Prince George’s First Royal Trip to Be New Zealand
Prince George will take part in his debut public engagement next month when he accompanies the Duke and Duchess of Cambridge to New Zealand, Kensington Palace has announced.
The Prince, who will be almost nine months old by then, will spend nine days in the country as part of a three week tour of New Zealand and Australia with his parents William and Kate. The royal family will arrive in Wellington on April 7, when the local public will get their first glimpse of the royal baby as he is carried off the plane.
Though Prince William was last in New Zealand shortly after the Christchurch earthquakes in 2011, Kate Middleton has never visited New Zealand and “has wanted to visit for as long as she can remember”, their Royal spokesman said.

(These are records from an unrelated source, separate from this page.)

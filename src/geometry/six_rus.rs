//! Closed-form inverse kinematics for the 6-RUS strut geometry.
//!
//! Six cranks in mirrored pairs drive the platform over revolute-universal-
//! spherical struts, giving full 6-DOF poses `[x, y, z, alpha, beta, gamma]`.
//! Each crank angle is the principal argument of a complex expression derived
//! from the strut closure equation; the square root of the per-strut
//! discriminant is taken in complex arithmetic, so a strut pushed past its
//! mechanical limit yields the argument of a complex number rather than an
//! error. A workspace bound comparable to the Delta/Quattro check is not
//! implemented for this geometry.

use nalgebra::Complex;

use crate::forward_solver::solve_forward;
use crate::kinematic_traits::{fit_to_dof, Joints, Kinematics, Pose};
use crate::motion_error::MotionError;
use crate::parameters::SixRusParams;

pub struct SixRusKinematics {
    params: SixRusParams,
}

impl SixRusKinematics {
    pub fn new(params: SixRusParams) -> Self {
        SixRusKinematics { params }
    }

    /// Resting pose with the platform straight below the base center:
    /// cranks pointing downward, Pythagoras for the coupler over the base
    /// and effector joint offsets.
    fn resting_pose(&self) -> Pose {
        let p = &self.params;
        let reach = p.base_dx - p.dx;
        let z = -p.l1 - (p.l2 * p.l2 - reach * reach).sqrt();
        vec![0.0, 0.0, z, 0.0, 0.0, 0.0]
    }
}

/// Crank angle of one strut from its closure equation.
///
/// `zc`/`xc` are the vertical and (strut-frame) horizontal components of the
/// platform joint relative to the base joint, `sig` the scalar closure term
/// `zc^2 + xc^2 + yc^2 + l1^2 - l2^2`. The discriminant goes through complex
/// arithmetic; its sign is not checked here (see the module note).
fn strut_angle(zc: f64, xc: f64, sig: f64, l1: f64) -> f64 {
    let z2 = zc * zc;
    let x2 = xc * xc;
    let c = sig / (2.0 * l1);
    let root = Complex::new((z2 - c * c + x2) * z2, 0.0).sqrt();
    let denom = z2 + x2;
    let re = (root - xc * c) / denom;
    let im = -(root * xc + z2 * c) / (denom * zc);
    (re + im * Complex::i()).arg()
}

impl Kinematics for SixRusKinematics {
    fn dof(&self) -> usize {
        6
    }

    fn inverse(&self, pose: &[f64]) -> Result<Joints, MotionError> {
        let pose = fit_to_dof(pose, 6);
        let p = &self.params;
        let (l1, l2) = (p.l1, p.l2);
        let (dx, dy) = (p.dx, p.dy);
        let (bx, by) = (p.base_dx, p.base_dy);

        let x = pose[0];
        let y = pose[1];
        let z = pose[2];
        let (s_a, c_a) = pose[3].sin_cos();
        let (s_b, c_b) = pose[4].sin_cos();
        let (s_g, c_g) = pose[5].sin_cos();

        // Shared orientation products of the platform rotation matrix
        let t1 = s_a * s_g - c_a * c_g * s_b;
        let t2 = c_g * s_a + c_a * s_b * s_g;
        let t3 = c_a * s_g + c_g * s_a * s_b;
        let t4 = c_a * c_g - s_a * s_b * s_g;
        let c_bg = c_b * c_g;
        let cbsg = c_b * s_g;

        let sqrt3 = 3f64.sqrt();
        let sig = |zc: f64, xc: f64, yc: f64| {
            zc * zc + xc * xc + yc * yc + l1 * l1 - l2 * l2
        };

        // Strut pair along the x axis, mirrored mounting
        let z1 = z + dx * t1 + dy * t2;
        let x1 = bx - x - dx * c_bg + dy * cbsg;
        let y1 = y - by + dx * t3 + dy * t4;
        let theta_1 = strut_angle(z1, x1, sig(z1, x1, y1), l1);

        let z2 = z + dx * t1 - dy * t2;
        let x2 = x - bx + dx * c_bg + dy * cbsg;
        let y2 = by + y + dx * t3 - dy * t4;
        let theta_2 = strut_angle(z2, -x2, sig(z2, x2, y2), l1);

        // Effector and base joint offsets rotated by +-120 degrees
        let pe = dx / 2.0 - sqrt3 * dy / 2.0;
        let qe = dy / 2.0 + sqrt3 * dx / 2.0;
        let ue = dx / 2.0 + sqrt3 * dy / 2.0;
        let ve = dy / 2.0 - sqrt3 * dx / 2.0;

        let z3 = qe * t2 - z + pe * t1;
        let a3 = bx / 2.0 + x - sqrt3 * by / 2.0 - c_bg * pe + cbsg * qe;
        let b3 = by / 2.0 + y + sqrt3 * bx / 2.0 - t3 * pe - t4 * qe;
        let theta_3 = strut_angle(
            -2.0 * z3,
            a3 + sqrt3 * b3,
            2.0 * sig(z3, a3, b3),
            l1,
        );

        let z4 = z + ve * t2 - ue * t1;
        let a4 = bx / 2.0 + x + sqrt3 * by / 2.0 - c_bg * ue - cbsg * ve;
        let b4 = y - by / 2.0 + sqrt3 * bx / 2.0 - t3 * ue + t4 * ve;
        let theta_4 = strut_angle(
            2.0 * z4,
            a4 + sqrt3 * b4,
            2.0 * sig(z4, a4, b4),
            l1,
        );

        let z5 = ve * t2 - z + ue * t1;
        let a5 = bx / 2.0 + x + sqrt3 * by / 2.0 - c_bg * ue + cbsg * ve;
        let b5 = sqrt3 * bx / 2.0 - y - by / 2.0 + t3 * ue + t4 * ve;
        let theta_5 = strut_angle(
            -2.0 * z5,
            a5 + sqrt3 * b5,
            2.0 * sig(z5, a5, b5),
            l1,
        );

        let z6 = z + qe * t2 - pe * t1;
        let a6 = sqrt3 * by / 2.0 - x - bx / 2.0 + c_bg * pe + cbsg * qe;
        let b6 = by / 2.0 - y + sqrt3 * bx / 2.0 + t3 * pe - t4 * qe;
        let theta_6 = strut_angle(
            2.0 * z6,
            sqrt3 * b6 - a6,
            2.0 * sig(z6, a6, b6),
            l1,
        );

        Ok(vec![theta_1, theta_2, theta_3, theta_4, theta_5, theta_6])
    }

    fn forward(&self, joints: &[f64]) -> Result<Pose, MotionError> {
        solve_forward(self, joints, self.resting_pose())
    }

    fn set_dimensions(&mut self, params: &[f64]) -> Result<(), MotionError> {
        match params {
            [l1, l2, dx, dy, base_dx, base_dy] => {
                self.params = SixRusParams {
                    l1: *l1,
                    l2: *l2,
                    dx: *dx,
                    dy: *dy,
                    base_dx: *base_dx,
                    base_dy: *base_dy,
                };
                Ok(())
            }
            _ => Err(MotionError::Configuration(format!(
                "6-RUS geometry takes 6 parameters, got {}",
                params.len()
            ))),
        }
    }
}

#[cfg(test)]
mod tests {
    use super::*;
    use std::f64::consts::FRAC_PI_2;

    #[test]
    fn resting_pose_puts_cranks_near_vertical() {
        let kinematics = SixRusKinematics::new(SixRusParams::big_effector());
        let angles = kinematics
            .inverse(&kinematics.resting_pose())
            .expect("resting pose is always computable");
        assert_eq!(angles.len(), 6);
        for angle in &angles {
            assert!(
                (angle - FRAC_PI_2).abs() < 0.1,
                "crank angle {} not near vertical",
                angle
            );
        }
    }

    #[test]
    fn center_pose_is_symmetric_in_pairs() {
        let kinematics = SixRusKinematics::new(SixRusParams::big_effector());
        let pose = kinematics.resting_pose();
        let angles = kinematics
            .inverse(&[0.0, 0.0, pose[2] + 40.0, 0.0, 0.0, 0.0])
            .unwrap();
        // All six struts see the same geometry at a centered, level pose
        for pair in angles.windows(2) {
            assert!((pair[0] - pair[1]).abs() < 1e-6, "angles {:?}", angles);
        }
    }
}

The couple are “tremendously excited and looking forward to it immensely,” he added. “There’s no hiding their enthusiasm for this visit.”
The family’s packed schedule comprises 25 engagements in New Zealand and 23 in Australia, though they will have three days of down time to spend relaxing with Prince George. The family will be based at the Government House in Wellington, where Prince William famously toddled around on the lawn at around the same age with parents Charles and Diana.
Prime Minister John Key said the visit would entail a “pretty good geographic spread”, meaning New Zealanders would have a good chance to see the royal family.
The royal family will be given a Powhiri upon arrival, with other activities including the couple taking part in a yacht race in Auckland harbour and a 50mph white water ride down the Shotover River in Queenstown.
Shotover Jet said it would be “thrilled and delighted” to take the royal couple for a spin on their visit to Queenstown.
“The royal couple are known for their love of the outdoors and sports, so we think they’ll really enjoy the chance to experience a world-leading Queenstown adventure tourism operation,” says Ngai Tahu Tourism Southern Regional Manager David Kennedy.
With the Duke and Duchess of Cambridge visiting four South Island and four North Island centres, Monarchy New Zealand Chairman Sean Palmer said the length of the trip and the coverage of the country were “fantastic”.
“The more of the country they can see, the more they can engage with people,” he said.
“From an economic perspective, this is really good for New Zealand on the world stage. When they see the sights, when they engage with Kiwi activities, culture and industry, the world media follows them on that.
“It will shine a spotlight on that in a way we could never advertise or sell.”